Deploying Liferay Artifacts to Your Own Maven Repository

Written By

Liferay Support

How To articles are not official guidelines or officially supporteddocumentation. They are community-contributed content and may not alwaysreflect the latest updates to Liferay DXP. We welcome your feedback toimprove How to articles!

While we make every effort to ensure this Knowledge Base is accurate, itmay not always reflect the most recent updates or official guidelines.We appreciate your understanding and encourage you to reach out with anyfeedback or concerns.

Legacy Article

You are viewing an article from our legacy "FastTrack"publication program, made available for informational purposes. Articlesin this program were published without a requirement for independentediting or verification and are provided "as is" withoutguarantee.

Before using any information from this article, independently verify itssuitability for your situation and project.

As part of the Liferay Portal 6.1 release, anyone can download the created package that has a convenient script to install Liferay platform artifacts to their local repository or to a remote repository. This package doesn’t release EE versions of the artifacts to Maven Central repository.

Please download the package from the Support Website.

Resolution

In the root of the package you’ll find build.properties. This file defines the remote repository location, repository id and optional gpg signing key and password. You can override settings in this file similarly to those in plugins sdk by creating a build.USERNAME.properties file and overriding the properties you want. If you are just deploying to you local repository there’s no need to override any settings. 

Before you begin you should make sure you have mvn in your path. For remote deployment you should also increase the available memory for maven otherwise you might get a OutOfMemoryError. For windows you can use following in your cmd prompt or set MAVEN_OPTS environment variable.

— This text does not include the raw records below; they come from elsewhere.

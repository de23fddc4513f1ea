//! Attendance files.
//!
//! Each poll that finds an active conference writes one JSON document to
//! `<output_dir>/attendance-<YYYYMMDD_HHMMSS>.json`. Files are never
//! rewritten or removed afterwards.

pub mod recorder;

pub use recorder::{load_snapshot, save_snapshot, save_snapshot_at, snapshot_file_name, AttendanceRecorder};
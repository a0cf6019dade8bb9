//! Core label inference
//!
//! - `label`: locating the labelled command, slugifying, composing the label

pub mod label;
//! # texlabel
//!
//! Automatic LaTeX `\label` generation for editors.
//!
//! Given the document text and a cursor, texlabel looks at the line before
//! the cursor and the current line for a sectioning command or a caption,
//! turns it into a label like `sec:related_work` or `fig:loss_curve`, and
//! works out whether `\label{`, `{` or nothing has to be inserted before it.
//!
//! ## Features
//!
//! - **Type inference**: `\section` → `sec`, `\chapter` → `cha`, ... and
//!   `\caption` typed by its float (`figure` → `fig`, `table` → `tab`,
//!   `listing` → `lst`)
//! - **Slugs**: lowercase `[a-z0-9_]` identifiers with German umlauts spelled out
//! - **Multi-cursor**: one plan for all cursors, applied as a single batch
//! - **WASM**: bindings for editor extensions (feature `wasm`)
//!
//! ## Quick Start
//!
//! ```
//! use texlabel::{compose, locate, slugify};
//!
//! assert_eq!(slugify("Über uns"), "ueber_uns");
//!
//! let doc = "\\begin{figure}\n\\caption{Loss Curve}\n\\end{figure}";
//! let ctx = locate(doc, 35);
//! assert_eq!((ctx.label_type.as_str(), ctx.label_content.as_str()), ("fig", "loss_curve"));
//!
//! assert_eq!(compose("\\section{Intro}\\label", 21).render(), "{sec:intro}");
//! ```

pub mod core;
pub mod data;
pub mod utils;

#[cfg(feature = "wasm")]
pub mod wasm;

pub use crate::core::label::{
    apply_edits, compose, compose_with, label_affixes, locate, locate_with, plan_insertions,
    slugify, Edit, Insertion, InsertionStyle, LabelContext, LabelOptions, LabelResult, Selection,
    Snippet, SnippetPart, TextBuffer,
};
pub use utils::error::{LabelError, LabelErrorResult};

set MAVEN_OPTS=-Xmx512m -XX:MaxPermSize=128m

For Unix-like systems such as Linux and Mac OS X use

export MAVEN_OPTS="-Xmx512m -XX:MaxPermSize=128m"

To deploy to your local maven repository you can just run:

ant install 

To deploy to a remote repository such as Sonatype Nexus you need to set credential required to deploy to the repository in ${USER_HOME}/.m2/settings.xml like this:

<?xml version="1.0"?>
<settings>
    <servers>
        <server>
            <id>liferay</id>
            <username>admin</username>
            <password>password</password>
        </server>
    </servers>
</settings>

Then you need to add the repository id and repository location to your build.USERNAME.properties like this:

lp.maven.repository.id=liferay lp.maven.repository.url=http://localhost/nexus/content/repositories/liferay-release

Notice that the repository id must match the one in your settings.xml so that correct credentials are picked up. You can also set gpg.keyname and gpg.passphrase if you want the artifacts signed. Please refer to the following blog post on How to Generate PGP Signatures with Maven.

Now you can deploy it just by running:

ant deploy

Now you have following Liferay platform artifacts at your disposal. Their groupId is com.liferay.portal and artifactId is one listed below and version is the Liferay platform release number such as 6.1.0 for 6.1 GA1 and 6.1.10 for 6.1 EE1.

  • portal-client
  • portal-impl
  • portal-service
  • portal-web
  • support-tomcat
  • util-bridges
  • util-java
  • util-taglib

Additional Information

For more information on how Maven is supported, see our page on Fix Delivery Methods.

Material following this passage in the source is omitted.